Filosofo, la definisce Manzoni. Ma sempre più spesso capita che la invitino anche a parlare di teologia... Che effetto le fa?
<Ho studiato molto la filosofia, prima da giovane, e poi tra i 30 e i 50 anni, però da lì a definirmi filosofo... Non ho proprio la mente sistematica, piuttosto ho delle intuizioni. D’altra parte un altro poeta, prima di me, era stato ritenuto un filosofo: Giacomo Noventa. Ma lui era già più sistematico di me. Io dico certe cose perché le vivo dentro: vengono dal rapporto con la vita e con la gente. Ho sentito spesso dire della gente normale cose straordinarie, come quelle che ho raccolto nel libro <Voci d’osteria>.
Anche i bambini, a volte, dicono "cose straordinarie"...
<È vero. Una volta tenevo in braccio mio figlio. Aveva 4-5 anni, l’avevo portato al cinema a vedere i cartoni animati. Mentre camminiamo in viale Campania mi dice: «Papà, mi fanno freddo le stelle». Stava guardando in alto: ha unito la stella con il freddo che faceva, e ha detto una cosa... Come quelle che ritrovi in certe osservazioni filosofiche del tempo dei greci>.
Nelle sue raccolte più recenti, è sempre più forte l’afflato religioso. Che idea si è fatto di Dio?
<Io penso che non si possa dare un’immagine di Dio. Quando prego, io non sono molto lontano dal pensiero cattolico, però secondo me Dio è dentro di noi ed è fuori di noi, così come abbiamo il nostro io che in rapporto col nostro essere si dà del tu. Quando sei bambino, parli con te stesso e ti dai del tu, non è vero? Poi fuori c’è il cosmo, ma nello stesso tempo lo contieni, in quanto persona. Ecco, credo che Dio abbia questa stessa caratteristica: di essere insieme il tutto e uno>.
I filosofi, da qualche tempo, riempiono le piazze. I poeti, un po’ meno...
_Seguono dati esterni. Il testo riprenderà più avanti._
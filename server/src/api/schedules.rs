use axum::{
    extract::{Path, State},
    Json,
};
use chrono::{DateTime, Utc};
use serde::Deserialize;
use serde_json::{json, Value};

use super::{AppError, AppState};
use crate::alarms::format_utc;
use crate::commands::{MAX_DURATION_MS, MIN_DURATION_MS};
use crate::store::normalize_device_id;

/// Request body for creating a one-shot schedule.
#[derive(Debug, Deserialize)]
#[serde(rename_all = "camelCase")]
pub struct CreateSchedule {
    pub device_id: Option<String>,
    /// ISO-8601 firing time; must be in the future.
    pub time: Option<String>,
    /// Watering duration in milliseconds.
    pub duration: Option<i64>,
}

/// GET /api/devices/:id/schedules — list a device's one-shot schedules.
pub async fn list_for_device(
    State(state): State<AppState>,
    Path(id): Path<String>,
) -> Result<Json<Value>, AppError> {
    let device_id = normalize_device_id(&id);
    let schedules = state.store.list_schedules(&device_id).await?;
    Ok(Json(json!({
        "success": true,
        "schedules": schedules,
        "deviceId": device_id,
    })))
}

/// POST /api/schedules — create a one-shot schedule.
pub async fn create(
    State(state): State<AppState>,
    Json(body): Json<CreateSchedule>,
) -> Result<Json<Value>, AppError> {
    let device_id = body
        .device_id
        .as_deref()
        .map(normalize_device_id)
        .filter(|id| !id.is_empty())
        .ok_or_else(|| AppError::Validation("deviceId is required".to_string()))?;
    let time = body
        .time
        .as_deref()
        .ok_or_else(|| AppError::Validation("time is required".to_string()))?;
    let fire_at = DateTime::parse_from_rfc3339(time)
        .map_err(|_| AppError::Validation(format!("invalid time \"{time}\"; expected ISO-8601")))?
        .with_timezone(&Utc);
    if fire_at <= Utc::now() {
        return Err(AppError::Validation("time must be in the future".to_string()));
    }
    let duration = body
        .duration
        .ok_or_else(|| AppError::Validation("duration is required".to_string()))?;
    if !(MIN_DURATION_MS..=MAX_DURATION_MS).contains(&duration) {
        return Err(AppError::Validation(format!(
            "duration must be between {MIN_DURATION_MS} and {MAX_DURATION_MS} ms"
        )));
    }

    if state.store.find_device(&device_id).await?.is_none() {
        return Err(AppError::NotFound("device not found".to_string()));
    }

    let schedule = state
        .store
        .create_schedule(&device_id, &format_utc(fire_at), duration)
        .await?;

    Ok(Json(json!({ "success": true, "schedule": schedule })))
}
impl Store {
    pub fn new(pool: SqlitePool) -> Self {
        Self { pool }
    }

    /// The underlying pool, exposed for the health probe.
    pub fn pool(&self) -> &SqlitePool {
        &self.pool
    }

    // ── Devices ─────────────────────────────────────────────────────

    /// Create the device row if it doesn't exist, otherwise refresh its
    /// address and `last_seen`. Returns the row either way.
    pub async fn register_or_touch_device(
        &self,
        id: &str,
        addr: Option<&str>,
    ) -> Result<Device, sqlx::Error> {
        let id = normalize_device_id(id);
        let now = Utc::now().to_rfc3339();

        sqlx::query(
            "INSERT INTO devices (device_id, ip, last_seen) VALUES (?, ?, ?) \
             ON CONFLICT(device_id) DO UPDATE SET \
             ip = COALESCE(excluded.ip, ip), last_seen = excluded.last_seen",
        )
        .bind(&id)
        .bind(addr)
        .bind(&now)
        .execute(&self.pool)
        .await?;

        let row = sqlx::query("SELECT * FROM devices WHERE device_id = ?")
            .bind(&id)
            .fetch_one(&self.pool)
            .await?;

        Device::from_row(row)
    }

    /// Update the Hub-owned mirror fields. `None` leaves a field unchanged.
    pub async fn set_device_status(
        &self,
        id: &str,
        online: Option<bool>,
        pump: Option<&str>,
    ) -> Result<(), sqlx::Error> {
        let id = normalize_device_id(id);
        let status = online.map(|o| if o { STATUS_ONLINE } else { STATUS_OFFLINE });
        let now = Utc::now().to_rfc3339();

        sqlx::query(
            "UPDATE devices SET \
             status = COALESCE(?, status), \
             pump_status = COALESCE(?, pump_status), \
             last_seen = ? \
             WHERE device_id = ?",
        )
        .bind(status)
        .bind(pump)
        .bind(&now)
        .bind(&id)
        .execute(&self.pool)
        .await?;

        Ok(())
    }

    /// Atomically increment the device's lifetime connection counter.
    pub async fn bump_ws_connections(&self, id: &str) -> Result<(), sqlx::Error> {
        sqlx::query("UPDATE devices SET ws_connections = ws_connections + 1 WHERE device_id = ?")
            .bind(normalize_device_id(id))
            .execute(&self.pool)
            .await?;
        Ok(())
    }

    /// Record a heartbeat: refreshes both `last_heartbeat` and `last_seen`.
    pub async fn record_heartbeat(&self, id: &str) -> Result<(), sqlx::Error> {
        let now = Utc::now().to_rfc3339();
        sqlx::query("UPDATE devices SET last_heartbeat = ?, last_seen = ? WHERE device_id = ?")
            .bind(&now)
            .bind(&now)
            .bind(normalize_device_id(id))
            .execute(&self.pool)
            .await?;
        Ok(())
    }

    /// Best-effort note of the last connection/dispatch error for a device.
    pub async fn record_connection_error(&self, id: &str, error: &str) -> Result<(), sqlx::Error> {
        sqlx::query("UPDATE devices SET last_connection_error = ? WHERE device_id = ?")
            .bind(error)
            .bind(normalize_device_id(id))
            .execute(&self.pool)
            .await?;
        Ok(())
    }

    pub async fn find_device(&self, id: &str) -> Result<Option<Device>, sqlx::Error> {
        let row = sqlx::query("SELECT * FROM devices WHERE device_id = ?")
            .bind(normalize_device_id(id))
            .fetch_optional(&self.pool)
            .await?;
        row.map(Device::from_row).transpose()
    }

    pub async fn list_devices(&self) -> Result<Vec<Device>, sqlx::Error> {
        let rows = sqlx::query("SELECT * FROM devices ORDER BY last_seen DESC, device_id ASC")
            .fetch_all(&self.pool)
            .await?;
        rows.into_iter().map(Device::from_row).collect()
    }

    /// `(total, online)` device counts for the health endpoint.
    pub async fn device_counts(&self) -> Result<(i64, i64), sqlx::Error> {
        let row = sqlx::query(
            "SELECT COUNT(*) AS total, \
             COALESCE(SUM(CASE WHEN status = 'online' THEN 1 ELSE 0 END), 0) AS online \
             FROM devices",
        )
        .fetch_one(&self.pool)
        .await?;
        Ok((row.try_get("total")?, row.try_get("online")?))
    }

    // ── Alarms ──────────────────────────────────────────────────────

    pub async fn create_alarm(
        &self,
        device_id: &str,
        name: &str,
        time: &str,
        days: &[String],
        duration_ms: i64,
        next_execution: &str,
    ) -> Result<Alarm, sqlx::Error> {
        let id = uuid::Uuid::new_v4().to_string();
        let days_json = serde_json::to_string(days).unwrap_or_else(|_| "[]".into());

        sqlx::query(
            "INSERT INTO alarms (id, device_id, name, time, days, duration_ms, next_execution) \
             VALUES (?, ?, ?, ?, ?, ?, ?)",
        )
        .bind(&id)
        .bind(normalize_device_id(device_id))
        .bind(name)
        .bind(time)
        .bind(&days_json)
        .bind(duration_ms)
        .bind(next_execution)
        .execute(&self.pool)
        .await?;

        let row = sqlx::query("SELECT * FROM alarms WHERE id = ?")
            .bind(&id)
            .fetch_one(&self.pool)
            .await?;
        Alarm::from_row(row)
    }

    pub async fn find_alarm(&self, id: &str) -> Result<Option<Alarm>, sqlx::Error> {
        let row = sqlx::query("SELECT * FROM alarms WHERE id = ?")
            .bind(id)
            .fetch_optional(&self.pool)
            .await?;
        row.map(Alarm::from_row).transpose()
    }

    pub async fn list_alarms(&self, device_id: &str) -> Result<Vec<Alarm>, sqlx::Error> {
        let rows = sqlx::query("SELECT * FROM alarms WHERE device_id = ? ORDER BY time ASC, id ASC")
            .bind(normalize_device_id(device_id))
            .fetch_all(&self.pool)
            .await?;
        rows.into_iter().map(Alarm::from_row).collect()
    }

    /// Flip `is_active`. When the flip activates the alarm, `next_execution`
    /// is reset to `next_if_active` (computed by the caller); deactivating
    /// clears it. Returns the updated row, or `None` if the id is unknown.
    pub async fn toggle_alarm(
        &self,
        id: &str,
        next_if_active: &str,
    ) -> Result<Option<Alarm>, sqlx::Error> {
        let updated = sqlx::query(
            "UPDATE alarms SET \
             is_active = 1 - is_active, \
             next_execution = CASE WHEN is_active = 1 THEN NULL ELSE ? END \
             WHERE id = ?",
        )
        .bind(next_if_active)
        .bind(id)
        .execute(&self.pool)
        .await?;

        if updated.rows_affected() == 0 {
            return Ok(None);
        }
        self.find_alarm(id).await
    }

    /// Returns `true` if a row was deleted.
    pub async fn delete_alarm(&self, id: &str) -> Result<bool, sqlx::Error> {
        let result = sqlx::query("DELETE FROM alarms WHERE id = ?")
            .bind(id)
            .execute(&self.pool)
            .await?;
        Ok(result.rows_affected() > 0)
    }

    /// Every active alarm whose `next_execution` is due at `now_local`
    /// (server-local `YYYY-MM-DD HH:MM:SS`), ascending by `next_execution`
    /// then id — the only ordering the engine relies on.
    pub async fn find_due_alarms(&self, now_local: &str) -> Result<Vec<Alarm>, sqlx::Error> {
        let rows = sqlx::query(
            "SELECT * FROM alarms \
             WHERE is_active = 1 AND next_execution IS NOT NULL AND next_execution <= ? \
             ORDER BY next_execution ASC, id ASC",
        )
        .bind(now_local)
        .fetch_all(&self.pool)
        .await?;
        rows.into_iter().map(Alarm::from_row).collect()
    }

    /// Successful firing: stamp `last_executed`, advance `next_execution`,
    /// and atomically increment `execution_count`.
    pub async fn update_alarm_after_fire(
        &self,
        id: &str,
        fired_at: &str,
        next_execution: &str,
    ) -> Result<(), sqlx::Error> {
        sqlx::query(
            "UPDATE alarms SET \
             last_executed = ?, next_execution = ?, execution_count = execution_count + 1 \
             WHERE id = ?",
        )
        .bind(fired_at)
        .bind(next_execution)
        .bind(id)
        .execute(&self.pool)
        .await?;
        Ok(())
    }

    /// Missed or failed firing: advance `next_execution` only, so no backlog
    /// builds while a device is down.
    pub async fn advance_alarm(&self, id: &str, next_execution: &str) -> Result<(), sqlx::Error> {
        sqlx::query("UPDATE alarms SET next_execution = ? WHERE id = ?")
            .bind(next_execution)
            .bind(id)
            .execute(&self.pool)
            .await?;
        Ok(())
    }

    // ── One-shot schedules ──────────────────────────────────────────

    pub async fn create_schedule(
        &self,
        device_id: &str,
        fire_at: &str,
        duration_ms: i64,
    ) -> Result<Schedule, sqlx::Error> {
        let id = uuid::Uuid::new_v4().to_string();

        sqlx::query("INSERT INTO schedules (id, device_id, fire_at, duration_ms) VALUES (?, ?, ?, ?)")
            .bind(&id)
            .bind(normalize_device_id(device_id))
            .bind(fire_at)
            .bind(duration_ms)
            .execute(&self.pool)
            .await?;

        let row = sqlx::query("SELECT * FROM schedules WHERE id = ?")
            .bind(&id)
            .fetch_one(&self.pool)
            .await?;
        Schedule::from_row(row)
    }

    pub async fn find_schedule(&self, id: &str) -> Result<Option<Schedule>, sqlx::Error> {
        let row = sqlx::query("SELECT * FROM schedules WHERE id = ?")
            .bind(id)
            .fetch_optional(&self.pool)
            .await?;
        row.map(Schedule::from_row).transpose()
    }

    pub async fn list_schedules(&self, device_id: &str) -> Result<Vec<Schedule>, sqlx::Error> {
        let rows = sqlx::query("SELECT * FROM schedules WHERE device_id = ? ORDER BY fire_at ASC")
            .bind(normalize_device_id(device_id))
            .fetch_all(&self.pool)
            .await?;
        rows.into_iter().map(Schedule::from_row).collect()
    }

    pub async fn list_pending_schedules(&self, device_id: &str) -> Result<Vec<Schedule>, sqlx::Error> {
        let rows = sqlx::query(
            "SELECT * FROM schedules WHERE device_id = ? AND status = 'pending' \
             ORDER BY fire_at ASC",
        )
        .bind(normalize_device_id(device_id))
        .fetch_all(&self.pool)
        .await?;
        rows.into_iter().map(Schedule::from_row).collect()
    }

    /// Pending schedules due at `now` (RFC 3339 UTC), ascending by `fire_at`.
    pub async fn find_due_schedules(&self, now: &str) -> Result<Vec<Schedule>, sqlx::Error> {
        let rows = sqlx::query(
            "SELECT * FROM schedules WHERE status = 'pending' AND fire_at <= ? \
             ORDER BY fire_at ASC, id ASC",
        )
        .bind(now)
        .fetch_all(&self.pool)
        .await?;
        rows.into_iter().map(Schedule::from_row).collect()
    }

    /// Transition a schedule out of `pending`. Terminal states are final:
    /// the guard keeps a late writer from resurrecting an already-settled row.
    pub async fn mark_schedule(
        &self,
        id: &str,
        status: &str,
        error: Option<&str>,
        executed_at: Option<&str>,
    ) -> Result<(), sqlx::Error> {
        sqlx::query(
            "UPDATE schedules SET status = ?, last_error = ?, executed_at = ? \
             WHERE id = ? AND status = 'pending'",
        )
        .bind(status)
        .bind(error)
        .bind(executed_at)
        .bind(id)
        .execute(&self.pool)
        .await?;
        Ok(())
    }
}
<Anche perché la vera poesia è poca: tutti usano il termine poesia, ma spesso è una semplificazione... I filosofi, è vero, hanno molto seguito, anche perché la società occidentale ha avuto un posto primario nello sviluppo del pensiero. Penso a Descartes, al suo "cogito ergo sum". Io, però, dico il contrario: io sono e quindi penso>.
Perché?
<Perché l’uomo non si esaurisce nel pensiero. Semmai l’essere pensa, anche. Ma è pure pensato, e prova sensazioni. È qualcosa che ha a che fare con il tutto. E anche ciò che apparentemente non pensa, perché non ha li linguaggio, è essere. Mi riferisco agli alberi, a un fiore, una pietra. Noi non ne conosciamo il linguaggio, ma qualcuno sì...>
Vuol dire che le piante, a loro modo, parlano?
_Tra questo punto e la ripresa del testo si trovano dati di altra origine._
//! Wire protocol: the outbound frame envelope and the inbound message
//! catalogue.
//!
//! Every outbound frame is `{type, data, timestamp, server}` with an RFC 3339
//! server wall-clock timestamp. Inbound frames carry a `type` plus payload
//! fields either flat beside it (device firmware) or nested under `data`
//! (dashboards); [`Inbound::parse`] accepts both shapes and hands each
//! handler a typed payload.

use axum::extract::ws::Message;
use chrono::Utc;
use serde::Deserialize;
use serde_json::{json, Value};

/// Identifier stamped into every outbound frame envelope.
pub const SERVER_TAG: &str = concat!("pumphouse-server/", env!("CARGO_PKG_VERSION"));

/// Message types accepted from peers, echoed in unknown-type error frames.
pub const SUPPORTED_TYPES: &[&str] = &[
    "device_join",
    "frontend_join",
    "heartbeat",
    "pump_status",
    "command_ack",
    "schedule_executed",
    "manual_command",
];

/// Build an outbound frame.
pub fn frame(kind: &str, data: Value) -> Message {
    Message::Text(
        json!({
            "type": kind,
            "data": data,
            "timestamp": Utc::now().to_rfc3339(),
            "server": SERVER_TAG,
        })
        .to_string(),
    )
}

/// Build an `error` frame. Protocol errors never close the session.
pub fn error_frame(message: &str) -> Message {
    frame("error", json!({ "message": message }))
}

#[derive(Debug, Deserialize)]
#[serde(rename_all = "camelCase")]
pub struct DeviceJoin {
    pub device_id: String,
}

#[derive(Debug, Deserialize)]
#[serde(rename_all = "camelCase")]
pub struct Heartbeat {
    pub device_id: String,
    #[serde(default)]
    pub uptime: Option<i64>,
    #[serde(default)]
    pub free_heap: Option<i64>,
    #[serde(default)]
    pub rssi: Option<i64>,
}

#[derive(Debug, Deserialize)]
#[serde(rename_all = "camelCase")]
pub struct PumpStatus {
    pub device_id: String,
    /// `running` | `idle` | `stopped` (normalized to `idle` downstream).
    pub status: String,
}

#[derive(Debug, Deserialize)]
#[serde(rename_all = "camelCase")]
pub struct CommandAck {
    pub device_id: String,
    pub command_id: String,
    pub status: String,
}

/// Confirmation that a scheduled watering ran on-device. The original wire
/// protocol mixed alarm and schedule vocabulary here, so either id field is
/// accepted; at least one must be present.
#[derive(Debug, Deserialize)]
#[serde(rename_all = "camelCase")]
pub struct ScheduleExecuted {
    pub device_id: String,
    #[serde(default)]
    pub schedule_id: Option<String>,
    #[serde(default)]
    pub alarm_id: Option<String>,
}

#[derive(Debug, Deserialize)]
#[serde(rename_all = "camelCase")]
pub struct ManualCommand {
    pub device_id: String,
    /// `water` | `stop`.
    pub action: String,
    #[serde(default)]
    pub duration: Option<i64>,
}

/// A decoded inbound message, dispatched by type.
#[derive(Debug)]
pub enum Inbound {
    DeviceJoin(DeviceJoin),
    FrontendJoin,
    Heartbeat(Heartbeat),
    PumpStatus(PumpStatus),
    CommandAck(CommandAck),
    ScheduleExecuted(ScheduleExecuted),
    ManualCommand(ManualCommand),
}

/// Why an inbound frame was rejected. Reported to the peer as an `error`
/// frame; the session stays open.
#[derive(Debug)]
pub enum ParseError {
    /// The body was not a JSON object.
    NotAnObject,
    /// The object has no string `type` field.
    MissingType,
    /// `type` is not in the catalogue.
    UnknownType(String),
    /// Known type, but the payload is missing or has malformed fields.
    BadPayload { kind: &'static str, detail: String },
}

impl ParseError {
    /// The message placed in the `error` frame sent back to the peer.
    pub fn message(&self) -> String {
        match self {
            ParseError::NotAnObject => "invalid message: expected a JSON object".to_string(),
            ParseError::MissingType => "invalid message: missing \"type\" field".to_string(),
            ParseError::UnknownType(kind) => format!(
                "unknown message type \"{kind}\"; supported types: {}",
                SUPPORTED_TYPES.join(", ")
            ),
            ParseError::BadPayload { kind, detail } => {
                format!("invalid {kind} payload: {detail}")
            }
        }
    }
}

impl Inbound {
    /// Decode one inbound text frame.
    pub fn parse(text: &str) -> Result<Inbound, ParseError> {
        let value: Value = serde_json::from_str(text).map_err(|_| ParseError::NotAnObject)?;
        let Value::Object(mut obj) = value else {
            return Err(ParseError::NotAnObject);
        };

        let kind = obj
            .get("type")
            .and_then(Value::as_str)
            .map(str::to_string)
            .ok_or(ParseError::MissingType)?;

        // Merge a nested `data` object into the top level; explicit
        // top-level fields win.
        if let Some(Value::Object(data)) = obj.remove("data") {
            for (key, val) in data {
                obj.entry(key).or_insert(val);
            }
        }
        let payload = Value::Object(obj);

        fn typed<T: serde::de::DeserializeOwned>(
            kind: &'static str,
            payload: Value,
        ) -> Result<T, ParseError> {
            serde_json::from_value(payload).map_err(|e| ParseError::BadPayload {
                kind,
                detail: e.to_string(),
            })
        }

        match kind.as_str() {
            "device_join" => Ok(Inbound::DeviceJoin(typed("device_join", payload)?)),
            "frontend_join" => Ok(Inbound::FrontendJoin),
            "heartbeat" => Ok(Inbound::Heartbeat(typed("heartbeat", payload)?)),
            "pump_status" => Ok(Inbound::PumpStatus(typed("pump_status", payload)?)),
            "command_ack" => Ok(Inbound::CommandAck(typed("command_ack", payload)?)),
            "schedule_executed" => {
                let msg: ScheduleExecuted = typed("schedule_executed", payload)?;
                if msg.schedule_id.is_none() && msg.alarm_id.is_none() {
                    return Err(ParseError::BadPayload {
                        kind: "schedule_executed",
                        detail: "requires scheduleId or alarmId".to_string(),
                    });
                }
                Ok(Inbound::ScheduleExecuted(msg))
            }
            "manual_command" => Ok(Inbound::ManualCommand(typed("manual_command", payload)?)),
            other => Err(ParseError::UnknownType(other.to_string())),
        }
    }
}

#[cfg(test)]
mod tests {
    use super::*;

    #[test]
    fn test_parse_flat_device_join() {
        let inbound =
            Inbound::parse(r#"{"type":"device_join","deviceId":"STRWSMK1"}"#).unwrap();
        match inbound {
            Inbound::DeviceJoin(join) => assert_eq!(join.device_id, "STRWSMK1"),
            other => panic!("wrong variant: {other:?}"),
        }
    }

    #[test]
    fn test_parse_nested_data_payload() {
        let inbound = Inbound::parse(
            r#"{"type":"manual_command","data":{"deviceId":"PUMP1","action":"water","duration":5000}}"#,
        )
        .unwrap();
        match inbound {
            Inbound::ManualCommand(cmd) => {
                assert_eq!(cmd.device_id, "PUMP1");
                assert_eq!(cmd.action, "water");
                assert_eq!(cmd.duration, Some(5000));
            }
            other => panic!("wrong variant: {other:?}"),
        }
    }

    #[test]
    fn test_top_level_fields_win_over_data() {
        let inbound = Inbound::parse(
            r#"{"type":"heartbeat","deviceId":"OUTER","data":{"deviceId":"INNER","rssi":-61}}"#,
        )
        .unwrap();
        match inbound {
            Inbound::Heartbeat(hb) => {
                assert_eq!(hb.device_id, "OUTER");
                assert_eq!(hb.rssi, Some(-61));
            }
            other => panic!("wrong variant: {other:?}"),
        }
    }

    #[test]
    fn test_parse_rejects_non_object() {
        assert!(matches!(
            Inbound::parse("not json"),
            Err(ParseError::NotAnObject)
        ));
        assert!(matches!(
            Inbound::parse(r#"[1,2,3]"#),
            Err(ParseError::NotAnObject)
        ));
    }

    #[test]
    fn test_parse_unknown_type_lists_catalogue() {
        let err = Inbound::parse(r#"{"type":"reboot"}"#).unwrap_err();
        let message = err.message();
        assert!(message.contains("reboot"));
        for kind in SUPPORTED_TYPES {
            assert!(message.contains(kind), "missing {kind} in: {message}");
        }
    }

    #[test]
    fn test_parse_missing_required_field() {
        let err = Inbound::parse(r#"{"type":"pump_status","deviceId":"PUMP1"}"#).unwrap_err();
        assert!(matches!(err, ParseError::BadPayload { kind: "pump_status", .. }));
    }

    #[test]
    fn test_schedule_executed_requires_some_id() {
        let err = Inbound::parse(r#"{"type":"schedule_executed","deviceId":"PUMP1"}"#).unwrap_err();
        assert!(matches!(
            err,
            ParseError::BadPayload { kind: "schedule_executed", .. }
        ));

        let ok = Inbound::parse(
            r#"{"type":"schedule_executed","deviceId":"PUMP1","alarmId":"a-1"}"#,
        )
        .unwrap();
        match ok {
            Inbound::ScheduleExecuted(msg) => assert_eq!(msg.alarm_id.as_deref(), Some("a-1")),
            other => panic!("wrong variant: {other:?}"),
        }
    }

    #[test]
    fn test_frame_envelope_shape() {
        let Message::Text(text) = frame("connected", json!({"version": "1"})) else {
            panic!("expected text frame");
        };
        let value: Value = serde_json::from_str(&text).unwrap();
        assert_eq!(value["type"], "connected");
        assert_eq!(value["data"]["version"], "1");
        assert_eq!(value["server"], SERVER_TAG);
        assert!(value["timestamp"].as_str().unwrap().contains('T'));
    }
}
<Un grande botanico indiano che viveva in America negli anni ’30, diceva che le piante hanno un loro linguaggio e soffrono anche per il modo in cui sono trattate. Fece un esperimento in una scuola indiana dove era stato invitato. Raccomandò ai ragazzi di essere gentili con le piante, ma uno per dispetto entrò di notte nell’aula in cui erano conservate e inveì contro una di esse. L’indomani mattina la trovarono appassita. Allora il botanico convocò gli scolari e disse: «Chi di voi ha insultato la pianta e l’ha trattata in modo da farla appassire?». I ragazzi si guardavano e non capivano. Finché uno si è alzò e ammise: «Sono stato io». Lo racconto per dire quanto noi siamo ancora poco certi di quello che è il nostro rapporto con il mondo, la natura, le cose. Il "cogito ergo sum", che è uno dei fondamenti dell’Occidente, mi sembra molto dannoso... Tutto ciò che non sappiamo spiegare con la mente, viene bollato come superstizione. Ma non puoi liquidare un fenomeno che accade, accantonandolo>.
Dante diceva di scrivere ciò che amore gli dettava. Anche molte sue poesie sembrano "dettate" da voci interiori.
<La mia esperienza mi ha insegnato che Dante aveva ragione. La poesia è un fenomeno di espressione dell’essere intero>.
Ma chi è a dettare? Dio?
<Non oso dirlo, perché non lo so. Può essere un angelo, un forza spirituale. Può essere anche lo stesso spirito dell’individuo che, raggiunto un certo grado di libertà e quindi di sviluppo, allora parla>.